Par : Dr. Glenn Agung Hole

Le président américain Donald Trump marque un tournant : les instruments économiques sont désormais employés comme armes de politique étrangère. Finie l’approche où diplomatie et dissuasion militaire traditionnelle dominaient seules ; place à une stratégie globale de puissance, où droits de douane, énergie et sanctions financières jouent les rôles principaux.
Cette stratégie se comprend à travers le prisme d’Albert O. Hirschman : le commerce et la dépendance économique sont utilisés délibérément pour atteindre des objectifs géopolitiques. La démarche de l’administration Trump reflète le constat de Hirschman selon lequel les États exploitent l’avantage que leur confère une dépendance asymétrique. Nous l’observons sur deux fronts : contre la Chine, via la politique douanière, et au Moyen-Orient, où l’énergie et les prix du pétrole deviennent des pièces maîtresses du grand jeu.

Sous-jacente, une nouvelle doctrine : « La sécurité économique, c’est la sécurité nationale », où la politique énergétique devient un outil actif de la diplomatie américaine. Nous analysons la méthode de Trump en 2025, avec le détroit d’Ormuz et le Moyen-Orient comme étude de cas, et la manière dont celle-ci s’inscrit dans un cadre théorique inspiré de Hirschman.

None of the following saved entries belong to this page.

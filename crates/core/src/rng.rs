//! RNG module - seeded uniform choice of shapes and colors
//!
//! Pieces are drawn with independent uniform choices: one of 7 shapes and one
//! of 16 colors. There is no bag or history; a simple LCG is enough and keeps
//! games reproducible from a seed.

use crate::types::{BlockColor, Shape};

/// Simple LCG (Linear Congruential Generator) RNG
/// Uses constants from Numerical Recipes
#[derive(Debug, Clone)]
pub struct SimpleRng {
    state: u32,
}

impl SimpleRng {
    /// Create a new RNG with the given seed
    pub fn new(seed: u32) -> Self {
        // Avoid 0 seed which would produce all zeros
        let state = if seed == 0 { 1 } else { seed };
        Self { state }
    }

    /// Generate next random u32
    pub fn next_u32(&mut self) -> u32 {
        // LCG formula: (a * state + c) mod m
        // Using Numerical Recipes constants: a=1664525, c=1013904223, m=2^32
        self.state = self.state.wrapping_mul(1664525).wrapping_add(1013904223);
        self.state
    }

    /// Generate random value in range [0, max)
    ///
    /// Uses the high bits; the low bits of an LCG with a power-of-two modulus
    /// cycle with short periods.
    pub fn next_range(&mut self, max: u32) -> u32 {
        ((self.next_u32() as u64 * max as u64) >> 32) as u32
    }

    pub fn next_shape(&mut self) -> Shape {
        Shape::ALL[self.next_range(Shape::ALL.len() as u32) as usize]
    }

    pub fn next_color(&mut self) -> BlockColor {
        BlockColor::ALL[self.next_range(BlockColor::ALL.len() as u32) as usize]
    }

    /// Current RNG state (feeding it back into `new` continues the sequence)
    pub fn state(&self) -> u32 {
        self.state
    }
}

impl Default for SimpleRng {
    fn default() -> Self {
        Self::new(1)
    }
}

La théorie de Hirschman en pratique : commerce, puissance et influence

Hirschman soutenait que le commerce crée des relations de pouvoir : la partie dont l’autre dépend le plus peut tirer les ficelles. Trump l’a intuitivement compris et mis en œuvre. Dès son premier mandat, il qualifia les accords de libre-échange d’inéquitables et utilisa les droits de douane comme moyen de pression. Lors de son second mandat, cette approche géoéconomique s’est durcie et systématisée.
Les États-Unis de Trump cherchent à maximiser leur position par des accords bilatéraux plutôt que par le multilatéralisme – Hirschman observait déjà que les nations agissent ainsi pour servir leurs intérêts. Trump, par exemple, se montre sceptique à l’égard de l’OMC et privilégie les négociations en tête-à-tête où le poids américain peut s’imposer plus directement. Cela transparaît dans la politique douanière agressive envers la Chine et d’autres partenaires commerciaux en 2025, que nous examinerons de plus près.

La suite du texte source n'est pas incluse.